China-US trade war: New Chinese law seeks to address concerns

China-US trade war: New Chinese law seeks to address concerns

After almost four years of discussion and revision, the Foreign Investment Law, a legal basis for the utilization of foreign capital in China in the new era, was finally passed at the second session of the 13th National People's Congress on the March 15.

The state must protect "copyrights", and ensure that foreign companies "at a disadvantage", but on an equal footing can have a part in the competition, it said in a previously published explanation of the legal text.
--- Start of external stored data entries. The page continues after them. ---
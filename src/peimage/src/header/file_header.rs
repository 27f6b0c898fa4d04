use super::characteristics::FileCharacteristics;

/// The 20-byte COFF File Header, immediately following the 4-byte PE
/// signature. `machine` is left as a raw `u16` — naming the architecture
/// (x86, ARM64, ...) is a presentation concern outside the core.
#[derive(Debug, Clone, Copy)]
pub struct FileHeader {
    pub machine: u16,
    pub number_of_sections: u16,
    pub time_date_stamp: u32,
    pub pointer_to_symbol_table: u32,
    pub number_of_symbols: u32,
    pub size_of_optional_header: u16,
    pub characteristics: FileCharacteristics,
}

impl FileHeader {
    pub fn from(slice: &[u8; 20]) -> FileHeader {
        FileHeader {
            machine: u16::from_le_bytes(slice[0..2].try_into().unwrap()),
            number_of_sections: u16::from_le_bytes(slice[2..4].try_into().unwrap()),
            time_date_stamp: u32::from_le_bytes(slice[4..8].try_into().unwrap()),
            pointer_to_symbol_table: u32::from_le_bytes(slice[8..12].try_into().unwrap()),
            number_of_symbols: u32::from_le_bytes(slice[12..16].try_into().unwrap()),
            size_of_optional_header: u16::from_le_bytes(slice[16..18].try_into().unwrap()),
            characteristics: FileCharacteristics::from_bits_truncate(u16::from_le_bytes(
                slice[18..20].try_into().unwrap(),
            )),
        }
    }

    /// Best-effort UTC decoding of `time_date_stamp`. `None` if the raw
    /// epoch seconds value doesn't correspond to a representable instant
    /// (never itself a parse failure — the raw field is always available).
    pub fn timestamp(&self) -> Option<chrono::DateTime<chrono::Utc>> {
        chrono::DateTime::from_timestamp(self.time_date_stamp as i64, 0)
    }
}
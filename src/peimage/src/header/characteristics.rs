//! Bitmask fields of the COFF File Header, Optional Header, and Section
//! Table, expressed with [`bitflags`] rather than one-off boolean accessors.

use bitflags::bitflags;

bitflags! {
    /// `IMAGE_FILE_HEADER::Characteristics`.
    #[derive(Debug, Clone, Copy, PartialEq, Eq)]
    pub struct FileCharacteristics: u16 {
        const RELOCS_STRIPPED         = 0x0001;
        const EXECUTABLE_IMAGE        = 0x0002;
        const LINE_NUMS_STRIPPED      = 0x0004;
        const LOCAL_SYMS_STRIPPED     = 0x0008;
        const AGGRESSIVE_WS_TRIM      = 0x0010;
        const LARGE_ADDRESS_AWARE     = 0x0020;
        const BYTES_REVERSED_LO       = 0x0080;
        const MACHINE_32BIT           = 0x0100;
        const DEBUG_STRIPPED          = 0x0200;
        const REMOVABLE_RUN_FROM_SWAP = 0x0400;
        const NET_RUN_FROM_SWAP       = 0x0800;
        const SYSTEM                  = 0x1000;
        const DLL                     = 0x2000;
        const UP_SYSTEM_ONLY          = 0x4000;
        const BYTES_REVERSED_HI       = 0x8000;
    }
}

bitflags! {
    /// `IMAGE_OPTIONAL_HEADER::DllCharacteristics`.
    #[derive(Debug, Clone, Copy, PartialEq, Eq)]
    pub struct DllCharacteristics: u16 {
        const HIGH_ENTROPY_VA       = 0x0020;
        const DYNAMIC_BASE          = 0x0040;
        const FORCE_INTEGRITY       = 0x0080;
        const NX_COMPAT             = 0x0100;
        const NO_ISOLATION          = 0x0200;
        const NO_SEH                = 0x0400;
        const NO_BIND               = 0x0800;
        const APPCONTAINER          = 0x1000;
        const WDM_DRIVER            = 0x2000;
        const GUARD_CF              = 0x4000;
        const TERMINAL_SERVER_AWARE = 0x8000;
    }
}

bitflags! {
    /// `IMAGE_SECTION_HEADER::Characteristics`.
    #[derive(Debug, Clone, Copy, PartialEq, Eq)]
    pub struct SectionCharacteristics: u32 {
        const TYPE_NO_PAD            = 0x0000_0008;
        const CNT_CODE               = 0x0000_0020;
        const CNT_INITIALIZED_DATA   = 0x0000_0040;
        const CNT_UNINITIALIZED_DATA = 0x0000_0080;
        const LNK_INFO               = 0x0000_0200;
        const LNK_REMOVE             = 0x0000_0800;
        const LNK_COMDAT             = 0x0000_1000;
        const GPREL                  = 0x0000_8000;
        const LNK_NRELOC_OVFL        = 0x0100_0000;
        const MEM_DISCARDABLE        = 0x0200_0000;
        const MEM_NOT_CACHED         = 0x0400_0000;
        const MEM_NOT_PAGED          = 0x0800_0000;
        const MEM_SHARED             = 0x1000_0000;
        const MEM_EXECUTE            = 0x2000_0000;
        const MEM_READ               = 0x4000_0000;
        const MEM_WRITE              = 0x8000_0000;
    }
}
//! Defensive parser for PE32/PE32+ images: the caller supplies a path or a
//! byte buffer; the library decomposes headers, directories, and tables
//! without trusting any offset it did not itself bounds-check.
//!
//! Every per-directory query returns `Option<T>` — a missing or malformed
//! directory is simply absent, never an error or a panic. `PeError`/
//! [`OpenStatus`] exist only at the [`Image::open_path`]/
//! [`Image::open_bytes`] boundary.

pub mod bytes;
pub mod directories;
pub mod error;
pub mod flatten;
pub mod header;
pub mod image;
pub mod limits;
pub mod safety;

pub use bytes::ByteSource;
pub use error::{OpenStatus, PeError};
pub use flatten::{flatten_resources, FlatResource};
pub use header::section::{offset_to_rva, rva_to_offset as rva_to_file_offset, Section};
pub use image::Image;
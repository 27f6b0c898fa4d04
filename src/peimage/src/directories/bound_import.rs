//! Bound Import directory: a sequence of descriptors, each immediately
//! followed by its own forwarder-reference records.

use crate::limits::MAX_PATH;
use crate::safety::View;

#[derive(Debug, Clone)]
pub struct BoundForwarderRef {
    pub time_date_stamp: u32,
    pub module_name: Option<String>,
}

#[derive(Debug, Clone)]
pub struct BoundImportDescriptor {
    pub time_date_stamp: u32,
    pub module_name: Option<String>,
    pub forwarder_refs: Vec<BoundForwarderRef>,
}

#[derive(Debug, Clone, Default)]
pub struct BoundImportTable {
    pub descriptors: Vec<BoundImportDescriptor>,
}

fn read_module_name(view: &View, table_base: u64, offset_module_name: u16) -> Option<String> {
    view.read_cstring_ascii(table_base + offset_module_name as u64, MAX_PATH)
}

/// `dir_offset` is a file offset (the directory's RVA already resolved by
/// the caller — bound import, unlike most directories, is read relative
/// to its own table start, not re-derived per record).
pub fn parse(view: &View, dir_offset: u64) -> Option<BoundImportTable> {
    let mut descriptors = Vec::new();
    let mut cursor = dir_offset;

    while let Some(raw) = view.read_array::<8>(cursor) {
        let time_date_stamp = u32::from_le_bytes(raw[0..4].try_into().unwrap());
        if time_date_stamp == 0 {
            break;
        }
        let offset_module_name = u16::from_le_bytes(raw[4..6].try_into().unwrap());
        let number_of_forwarder_refs = u16::from_le_bytes(raw[6..8].try_into().unwrap());

        let module_name = read_module_name(view, dir_offset, offset_module_name);
        cursor += 8;

        let mut forwarder_refs = Vec::with_capacity(number_of_forwarder_refs as usize);
        for _ in 0..number_of_forwarder_refs {
            let Some(fwd_raw) = view.read_array::<8>(cursor) else {
                break;
            };
            let fwd_timestamp = u32::from_le_bytes(fwd_raw[0..4].try_into().unwrap());
            let fwd_offset_name = u16::from_le_bytes(fwd_raw[4..6].try_into().unwrap());
            forwarder_refs.push(BoundForwarderRef {
                time_date_stamp: fwd_timestamp,
                module_name: read_module_name(view, dir_offset, fwd_offset_name),
            });
            cursor += 8;
        }

        descriptors.push(BoundImportDescriptor {
            time_date_stamp,
            module_name,
            forwarder_refs,
        });
    }

    Some(BoundImportTable { descriptors })
}

#[cfg(test)]
mod tests {
    use super::*;

    #[test]
    fn terminates_on_zero_timestamp() {
        let mut data = vec![0u8; 64];
        data[0..4].copy_from_slice(&1u32.to_le_bytes());
        data[4..6].copy_from_slice(&16u16.to_le_bytes()); // module name at +16
        data[6..8].copy_from_slice(&0u16.to_le_bytes()); // no forwarders
        data[16..21].copy_from_slice(b"A.DLL");

        let view = View::new(&data);
        let table = parse(&view, 0).unwrap();
        assert_eq!(table.descriptors.len(), 1);
        assert_eq!(table.descriptors[0].module_name.as_deref(), Some("A.DLL"));
    }
}
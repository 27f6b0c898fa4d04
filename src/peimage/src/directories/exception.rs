//! Exception directory: a flat array of `RUNTIME_FUNCTION` records
//! describing unwind info for function ranges.

use crate::header::Section;
use crate::safety::View;

const ENTRY_SIZE: u64 = 12;

#[derive(Debug, Clone, Copy)]
pub struct RuntimeFunction {
    pub begin_address: u32,
    pub end_address: u32,
    pub unwind_info_address: u32,
}

/// Reads `dir_size / sizeof(RUNTIME_FUNCTION)` entries at the directory
/// RVA. The full extent is bounds-checked up front; a directory that
/// doesn't fit the buffer yields `None` rather than a truncated table,
/// since every entry here is fixed-width and equally trustworthy or not.
pub fn parse(view: &View, sections: &[Section], dir_rva: u32, dir_size: u32) -> Option<Vec<RuntimeFunction>> {
    let offset = view.rva_to_offset(sections, dir_rva)?;
    let count = dir_size as u64 / ENTRY_SIZE;
    view.read_bytes(offset, (count * ENTRY_SIZE) as usize)?;

    let mut entries = Vec::with_capacity(count as usize);
    for i in 0..count {
        let raw = view.read_array::<12>(offset + i * ENTRY_SIZE)?;
        entries.push(RuntimeFunction {
            begin_address: u32::from_le_bytes(raw[0..4].try_into().unwrap()),
            end_address: u32::from_le_bytes(raw[4..8].try_into().unwrap()),
            unwind_info_address: u32::from_le_bytes(raw[8..12].try_into().unwrap()),
        });
    }
    Some(entries)
}

#[cfg(test)]
mod tests {
    use super::*;
    use crate::header::section::SectionHeader;

    #[test]
    fn reads_two_entries() {
        let mut data = vec![0u8; 64];
        data[0..4].copy_from_slice(&0x1000u32.to_le_bytes());
        data[4..8].copy_from_slice(&0x1010u32.to_le_bytes());
        data[8..12].copy_from_slice(&0x2000u32.to_le_bytes());
        data[12..16].copy_from_slice(&0x1010u32.to_le_bytes());
        data[16..20].copy_from_slice(&0x1020u32.to_le_bytes());
        data[20..24].copy_from_slice(&0x2010u32.to_le_bytes());

        let header = SectionHeader {
            name: *b".pdata\0\0",
            virtual_size: 64,
            virtual_address: 0,
            size_of_raw_data: 64,
            pointer_to_raw_data: 0,
            pointer_to_relocations: 0,
            pointer_to_linenumbers: 0,
            number_of_relocations: 0,
            number_of_linenumbers: 0,
            characteristics: crate::header::SectionCharacteristics::empty(),
        };
        let sections = vec![Section {
            header,
            name: ".pdata".to_string(),
        }];
        let view = View::new(&data);
        let entries = parse(&view, &sections, 0, 24).unwrap();
        assert_eq!(entries.len(), 2);
        assert_eq!(entries[1].begin_address, 0x1010);
    }
}
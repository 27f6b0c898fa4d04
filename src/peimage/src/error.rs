use std::io;

/// Failure reasons for [`crate::Image::open_path`] / [`crate::Image::open_bytes`].
///
/// Per-directory queries never return an error: a malformed or missing
/// directory is simply absent (`None`). `PeError` only covers the handful
/// of conditions that prevent an [`crate::Image`] from being constructed at
/// all.
#[derive(Debug, thiserror::Error)]
pub enum PeError {
    #[error("failed to open or read file: {0}")]
    Io(#[from] io::Error),

    #[error("buffer is smaller than the DOS header ({0} bytes)")]
    TooSmall(usize),

    #[error("failed to map file into memory: {0}")]
    Mapping(io::Error),

    #[error("DOS signature ('MZ') absent")]
    BadDosSignature,
}

/// The stable numeric status codes from the external interface.
///
/// These exist alongside [`PeError`] so a caller that wants the literal
/// contract (`0` OK, `1` file-open failed, ...) doesn't have to pattern
/// match on an evolving error enum.
#[derive(Debug, Clone, Copy, PartialEq, Eq)]
#[repr(u8)]
pub enum OpenStatus {
    Ok = 0,
    FileOpenFailed = 1,
    TooSmall = 2,
    MapFailed = 3,
    BadDosSignature = 4,
}

impl From<&PeError> for OpenStatus {
    fn from(e: &PeError) -> Self {
        match e {
            PeError::Io(_) => OpenStatus::FileOpenFailed,
            PeError::TooSmall(_) => OpenStatus::TooSmall,
            PeError::Mapping(_) => OpenStatus::MapFailed,
            PeError::BadDosSignature => OpenStatus::BadDosSignature,
        }
    }
}

pub type Result<T> = std::result::Result<T, PeError>;
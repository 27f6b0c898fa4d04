/// The first 64 bytes of every PE image.
///
/// Only `e_magic` (must be `"MZ"`) and `e_lfanew` (file offset of the NT
/// header) are load-bearing for this crate; the remaining MS-DOS stub
/// fields are kept for completeness since callers doing forensic
/// comparisons may want them.
#[derive(Debug, Clone, Copy)]
pub struct DosHeader {
    pub e_magic: u16,
    pub e_cblp: u16,
    pub e_cp: u16,
    pub e_crlc: u16,
    pub e_cparhdr: u16,
    pub e_minalloc: u16,
    pub e_maxalloc: u16,
    pub e_ss: u16,
    pub e_sp: u16,
    pub e_csum: u16,
    pub e_ip: u16,
    pub e_cs: u16,
    pub e_lfarlc: u16,
    pub e_ovno: u16,
    pub e_res: [u16; 4],
    pub e_oemid: u16,
    pub e_oeminfo: u16,
    pub e_res2: [u16; 10],
    pub e_lfanew: u32,
}

pub const DOS_MAGIC: u16 = 0x5A4D; // "MZ"

impl DosHeader {
    pub fn from(slice: &[u8; 64]) -> DosHeader {
        let u16_at = |o: usize| u16::from_le_bytes(slice[o..o + 2].try_into().unwrap());
        DosHeader {
            e_magic: u16_at(0),
            e_cblp: u16_at(2),
            e_cp: u16_at(4),
            e_crlc: u16_at(6),
            e_cparhdr: u16_at(8),
            e_minalloc: u16_at(10),
            e_maxalloc: u16_at(12),
            e_ss: u16_at(14),
            e_sp: u16_at(16),
            e_csum: u16_at(18),
            e_ip: u16_at(20),
            e_cs: u16_at(22),
            e_lfarlc: u16_at(24),
            e_ovno: u16_at(26),
            e_res: [u16_at(28), u16_at(30), u16_at(32), u16_at(34)],
            e_oemid: u16_at(36),
            e_oeminfo: u16_at(38),
            e_res2: [
                u16_at(40),
                u16_at(42),
                u16_at(44),
                u16_at(46),
                u16_at(48),
                u16_at(50),
                u16_at(52),
                u16_at(54),
                u16_at(56),
                u16_at(58),
            ],
            e_lfanew: u32::from_le_bytes(slice[60..64].try_into().unwrap()),
        }
    }
}
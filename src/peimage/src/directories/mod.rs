pub mod basereloc;
pub mod bound_import;
pub mod com_descriptor;
pub mod debug;
pub mod delay_import;
pub mod exception;
pub mod export;
pub mod import;
pub mod load_config;
pub mod resources;
pub mod security;
pub mod tls;

pub use basereloc::{RelocationBlock, RelocationEntry};
pub use bound_import::{BoundImportDescriptor, BoundImportTable, BoundForwarderRef};
pub use com_descriptor::{ComDescriptor, DirectoryEntry};
pub use debug::{DebugDirectoryEntry, DebugTable};
pub use delay_import::{DelayImportDescriptor, DelayImportFunction, DelayImportTable};
pub use exception::RuntimeFunction;
pub use export::{ExportEntry, ExportTable};
pub use import::{ImportFunction, ImportModule, ImportTable};
pub use load_config::LoadConfig;
pub use resources::{ResourceDataEntry, ResourceDirectory, ResourceEntry, ResourceId, ResourceNode};
pub use security::{SecurityEntry, SecurityTable};
pub use tls::TlsDirectory;
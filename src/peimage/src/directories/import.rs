//! Import directory: a null-terminated array of descriptors, each walking
//! two thunk arrays (original/name table and the IAT).

use crate::header::{MachineWidth, Section};
use crate::limits::{MAX_FUNCS_PER_MODULE, MAX_MODULES, MAX_PATH};
use crate::safety::View;

const ORDINAL_FLAG_32: u32 = 0x8000_0000;
const ORDINAL_FLAG_64: u64 = 0x8000_0000_0000_0000;

#[derive(Debug, Clone)]
pub struct ImportFunction {
    pub ordinal: Option<u16>,
    pub hint: Option<u16>,
    pub name: Option<String>,
}

#[derive(Debug, Clone)]
pub struct ImportModule {
    pub name: Option<String>,
    pub original_first_thunk: u32,
    pub first_thunk: u32,
    pub time_date_stamp: u32,
    pub functions: Vec<ImportFunction>,
}

#[derive(Debug, Clone, Default)]
pub struct ImportTable {
    pub modules: Vec<ImportModule>,
}

struct Descriptor {
    original_first_thunk: u32,
    time_date_stamp: u32,
    name: u32,
    first_thunk: u32,
}

fn read_descriptor(view: &View, offset: u64) -> Option<Descriptor> {
    let raw = view.read_array::<20>(offset)?;
    let descriptor = Descriptor {
        original_first_thunk: u32::from_le_bytes(raw[0..4].try_into().unwrap()),
        time_date_stamp: u32::from_le_bytes(raw[4..8].try_into().unwrap()),
        name: u32::from_le_bytes(raw[12..16].try_into().unwrap()),
        first_thunk: u32::from_le_bytes(raw[16..20].try_into().unwrap()),
    };
    if descriptor.original_first_thunk == 0
        && descriptor.time_date_stamp == 0
        && descriptor.name == 0
        && descriptor.first_thunk == 0
    {
        None
    } else {
        Some(descriptor)
    }
}

fn walk_thunks(
    view: &View,
    sections: &[Section],
    thunk_rva: u32,
    width: MachineWidth,
) -> Vec<ImportFunction> {
    let mut functions = Vec::new();
    if thunk_rva == 0 {
        return functions;
    }
    let entry_size: u32 = if width.is_64bit() { 8 } else { 4 };
    let mut cursor_rva = thunk_rva;

    for _ in 0..MAX_FUNCS_PER_MODULE {
        let Some(offset) = view.rva_to_offset(sections, cursor_rva) else {
            break;
        };

        let (raw, ordinal_flag_set, ordinal, address_of_data) = if width.is_64bit() {
            let Some(value) = view.read_u64(offset) else {
                break;
            };
            (
                value,
                value & ORDINAL_FLAG_64 != 0,
                (value & 0xFFFF) as u16,
                (value & 0x7FFF_FFFF_FFFF_FFFF) as u32,
            )
        } else {
            let Some(value) = view.read_u32(offset) else {
                break;
            };
            (
                value as u64,
                value & ORDINAL_FLAG_32 != 0,
                (value & 0xFFFF) as u16,
                value & 0x7FFF_FFFF,
            )
        };

        if raw == 0 {
            break;
        }

        if ordinal_flag_set {
            functions.push(ImportFunction {
                ordinal: Some(ordinal),
                hint: None,
                name: None,
            });
        } else if let Some(hint_name_offset) = view.rva_to_offset(sections, address_of_data) {
            let hint = view.read_u16(hint_name_offset);
            let name = view.read_cstring_ascii(hint_name_offset + 2, MAX_PATH);
            functions.push(ImportFunction {
                ordinal: None,
                hint,
                name,
            });
        } else {
            functions.push(ImportFunction {
                ordinal: None,
                hint: None,
                name: None,
            });
        }

        cursor_rva = cursor_rva.saturating_add(entry_size);
    }

    functions
}

/// Walks the null-terminated descriptor array at `dir_rva`. Caps total
/// modules at [`MAX_MODULES`] and total functions per module at
/// [`MAX_FUNCS_PER_MODULE`] — exceeding the module cap halts parsing
/// entirely, matching the source's "bounds bogus loops" guard.
pub fn parse(
    view: &View,
    sections: &[Section],
    dir_rva: u32,
    width: MachineWidth,
) -> Option<ImportTable> {
    let mut modules = Vec::new();
    let mut cursor_rva = dir_rva;

    for _ in 0..MAX_MODULES {
        let Some(offset) = view.rva_to_offset(sections, cursor_rva) else {
            break;
        };
        let Some(descriptor) = read_descriptor(view, offset) else {
            break;
        };

        let thunk_rva = if descriptor.original_first_thunk != 0 {
            descriptor.original_first_thunk
        } else {
            descriptor.first_thunk
        };
        let functions = walk_thunks(view, sections, thunk_rva, width);

        let name = view
            .rva_to_offset(sections, descriptor.name)
            .and_then(|o| view.read_cstring_ascii(o, MAX_PATH));

        modules.push(ImportModule {
            name,
            original_first_thunk: descriptor.original_first_thunk,
            first_thunk: descriptor.first_thunk,
            time_date_stamp: descriptor.time_date_stamp,
            functions,
        });

        cursor_rva = cursor_rva.saturating_add(20);
    }

    Some(ImportTable { modules })
}

#[cfg(test)]
mod tests {
    use super::*;
    use crate::header::section::SectionHeader;

    fn flat_section(len: usize) -> Vec<Section> {
        let header = SectionHeader {
            name: *b".idata\0\0",
            virtual_size: len as u32,
            virtual_address: 0,
            size_of_raw_data: len as u32,
            pointer_to_raw_data: 0,
            pointer_to_relocations: 0,
            pointer_to_linenumbers: 0,
            number_of_relocations: 0,
            number_of_linenumbers: 0,
            characteristics: crate::header::SectionCharacteristics::empty(),
        };
        vec![Section {
            header,
            name: ".idata".to_string(),
        }]
    }

    #[test]
    fn self_referential_descriptor_emits_empty_function_list() {
        let mut data = vec![0u8; 0x200];
        // One descriptor: OriginalFirstThunk=0, Name=0x100, FirstThunk=0.
        data[12..16].copy_from_slice(&0x100u32.to_le_bytes());
        data[0x100..0x100 + 6].copy_from_slice(b"A.DLL\0");
        // Next descriptor (at +20) is all zero -> terminator.

        let sections = flat_section(data.len());
        let view = View::new(&data);
        let table = parse(&view, &sections, 0, MachineWidth::Pe32).unwrap();
        assert_eq!(table.modules.len(), 1);
        assert_eq!(table.modules[0].name.as_deref(), Some("A.DLL"));
        assert!(table.modules[0].functions.is_empty());
    }

    #[test]
    fn ordinal_import_sets_ordinal_not_name() {
        let mut data = vec![0u8; 0x200];
        data[0..4].copy_from_slice(&0x40u32.to_le_bytes()); // OriginalFirstThunk
        data[12..16].copy_from_slice(&0x100u32.to_le_bytes()); // Name
        data[0x100..0x100 + 6].copy_from_slice(b"B.DLL\0");
        // Thunk array at RVA 0x40: one ordinal import, then terminator.
        let ordinal_thunk = ORDINAL_FLAG_32 | 0x8001u32;
        data[0x40..0x44].copy_from_slice(&ordinal_thunk.to_le_bytes());

        let sections = flat_section(data.len());
        let view = View::new(&data);
        let table = parse(&view, &sections, 0, MachineWidth::Pe32).unwrap();
        assert_eq!(table.modules[0].functions.len(), 1);
        assert_eq!(table.modules[0].functions[0].ordinal, Some(0x8001));
    }
}
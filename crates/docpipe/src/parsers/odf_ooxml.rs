#![cfg(feature = "office")]

//! Zipped ODF and OOXML parser.
//!
//! Discovers the content parts of the package (content.xml for ODF,
//! word/document.xml, xl/worksheets, ppt/slides for OOXML), feeds them
//! through the shared XML walk, and reads metadata from meta.xml or
//! docProps. ODF packages with encryption-data in their manifest and
//! OOXML workbooks wrapped in an OLE `EncryptedPackage` fail with a
//! file-encrypted error.

use crate::data_source::DataSource;
use crate::error::{DocpipeError, Result};
use crate::message::{Document, Message, Metadata, Styling, Text};
use crate::mime::MimeType;
use crate::parsers::common_xml::{
    TextPolicy, XmlDocState, collect_odf_list_styles, collect_shared_strings, local_name,
    parse_iso_datetime, walk_content,
};
use crate::parsers::{Emitter, Parser};
use crate::xml_stream::{XmlEvent, XmlStream};
use std::io::{Cursor, Read};
use std::sync::Arc;
use zip::ZipArchive;

static SUPPORTED: &[MimeType] = &[
    MimeType::from_static(crate::mime::DOCX_MIME_TYPE),
    MimeType::from_static(crate::mime::XLSX_MIME_TYPE),
    MimeType::from_static(crate::mime::PPTX_MIME_TYPE),
    MimeType::from_static("application/vnd.ms-word.document.macroenabled.12"),
    MimeType::from_static("application/vnd.ms-excel.sheet.macroenabled.12"),
    MimeType::from_static("application/vnd.ms-powerpoint.presentation.macroenabled.12"),
    MimeType::from_static("application/vnd.openxmlformats-officedocument.presentationml.slideshow"),
    MimeType::from_static(crate::mime::ODT_MIME_TYPE),
    MimeType::from_static(crate::mime::ODS_MIME_TYPE),
    MimeType::from_static(crate::mime::ODP_MIME_TYPE),
    MimeType::from_static(crate::mime::ODG_MIME_TYPE),
    MimeType::from_static("application/vnd.oasis.opendocument.text-template"),
];

pub struct OdfOoxmlParser;

impl OdfOoxmlParser {
    pub fn new() -> Self {
        OdfOoxmlParser
    }
}

impl Default for OdfOoxmlParser {
    fn default() -> Self {
        Self::new()
    }
}

type Archive = ZipArchive<Cursor<Vec<u8>>>;

fn read_part(archive: &mut Archive, name: &str) -> Option<Vec<u8>> {
    let mut entry = archive.by_name(name).ok()?;
    let mut buf = Vec::new();
    entry.read_to_end(&mut buf).ok()?;
    Some(buf)
}

fn part_names(archive: &Archive) -> Vec<String> {
    archive.file_names().map(|n| n.to_string()).collect()
}

/// ODF manifests mark encrypted members with `encryption-data` elements.
fn assert_odf_not_encrypted(archive: &mut Archive) -> Result<()> {
    let Some(manifest) = read_part(archive, "META-INF/manifest.xml") else {
        return Ok(());
    };
    let mut stream = XmlStream::new(&manifest);
    loop {
        match stream.next_event() {
            Ok(XmlEvent::Done) | Err(_) => return Ok(()),
            Ok(XmlEvent::StartElement { name, .. }) => {
                if local_name(&name) == "encryption-data" {
                    return Err(DocpipeError::file_encrypted("ODF package encryption"));
                }
            }
            Ok(_) => {}
        }
    }
}

fn metadata_from_odf(meta: &[u8]) -> Metadata {
    let mut metadata = Metadata::default();
    let mut stream = XmlStream::new(meta);
    let mut field: Option<String> = None;
    loop {
        match stream.next_event() {
            Ok(XmlEvent::Done) | Err(_) => break,
            Ok(XmlEvent::StartElement { name, .. }) => {
                field = Some(local_name(&name).to_string());
            }
            Ok(XmlEvent::EndElement { .. }) => field = None,
            Ok(XmlEvent::Text(text)) => match field.as_deref() {
                Some("initial-creator") if metadata.author.is_none() => {
                    metadata.author = Some(text);
                }
                Some("creator") => metadata.last_modified_by = Some(text),
                Some("creation-date") => metadata.creation_date = parse_iso_datetime(&text),
                Some("date") => metadata.last_modification_date = parse_iso_datetime(&text),
                Some("document-statistic") => {}
                _ => {}
            },
            Ok(_) => {}
        }
    }
    metadata
}

fn metadata_from_ooxml(core: Option<&[u8]>, app: Option<&[u8]>) -> Metadata {
    let mut metadata = Metadata::default();
    if let Some(core) = core {
        let mut stream = XmlStream::new(core);
        let mut field: Option<String> = None;
        loop {
            match stream.next_event() {
                Ok(XmlEvent::Done) | Err(_) => break,
                Ok(XmlEvent::StartElement { name, .. }) => {
                    field = Some(local_name(&name).to_string());
                }
                Ok(XmlEvent::EndElement { .. }) => field = None,
                Ok(XmlEvent::Text(text)) => match field.as_deref() {
                    Some("creator") => metadata.author = Some(text),
                    Some("lastModifiedBy") => metadata.last_modified_by = Some(text),
                    Some("created") => metadata.creation_date = parse_iso_datetime(&text),
                    Some("modified") => metadata.last_modification_date = parse_iso_datetime(&text),
                    _ => {}
                },
                Ok(_) => {}
            }
        }
    }
    if let Some(app) = app {
        let mut stream = XmlStream::new(app);
        let mut field: Option<String> = None;
        loop {
            match stream.next_event() {
                Ok(XmlEvent::Done) | Err(_) => break,
                Ok(XmlEvent::StartElement { name, .. }) => {
                    field = Some(local_name(&name).to_string());
                }
                Ok(XmlEvent::EndElement { .. }) => field = None,
                Ok(XmlEvent::Text(text)) => match field.as_deref() {
                    Some("Pages") => metadata.page_count = text.trim().parse().ok(),
                    Some("Words") => metadata.word_count = text.trim().parse().ok(),
                    _ => {}
                },
                Ok(_) => {}
            }
        }
    }
    metadata
}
The legislation aims to address long-running grievances from foreign firms including stronger protections for intellectual property, but the USA and European chambers of commerce voiced concerns that they were not given enough time to give their input.

Delegates at the NPC passed the foreign investment law with 2,929 in favour, eight against and eight abstentions.The law will come into effect on 1 January 2020.

A draft was presented to the parliament last week but the latest revisions have not been made public since then. With unified provisions for the entry, promotion, protection, and management of foreign investment, it is a new and fundamental law for foreign investment in China.

The state will manage foreign investment according to the system of pre-establishment national treatment plus a negative list, the law stipulates.

"Enforcement will be the key metric for evaluating success, but the business community has collectively advocated for years for the Chinese government to impose criminal penalties for infringement, we need to recognise this positive progress to that end".

Foreign companies in China also often complain that state-owned Chinese firms benefit from unfair advantages, such as government subsidies and preferential treatment.

Washington also wants China to roll back plans for government-led creation of global competitors in robotics and other technologies.

"China's protection of domestic industry is a long-running concern for foreign business", said Diana Choyleva, chief economist at research firm Enodo Economics.

"The vague language leaves much room for interpretation and makes compliance hard", he added.

"We were not allowed to interview Communist Party and government officials at all this year", one of the journalists said.

Data on Thursday showed that China's survey-based jobless rate rose to 5.3 per cent in February, from 4.9 per cent in December, partly due to job shedding by export-oriented companies.

"[The changes] do not address a number of the persistent concerns of foreign companies or foreign-invested enterprises in China", it said in its statement.

But it added that it was concerned that "such an important and potentially far-reaching piece of legislation will be enacted without extensive consultation and input from industry stakeholders".

The speed at which this process was concluded is clearly a response to Beijing's ongoing trade dispute with Washington, Katja Drinhausen, a researcher at the Berlin-based Mercator Institute for China Studies, told DW.

"In actual practice, our goal is to generate the same amount of job opportunities as we did a year ago, which is over 13 million", Premier Li Keqiang told a press conference after the conclusion of the annual session of China's national legislature Friday. "I believe that this is also the expectation of the world", Li said.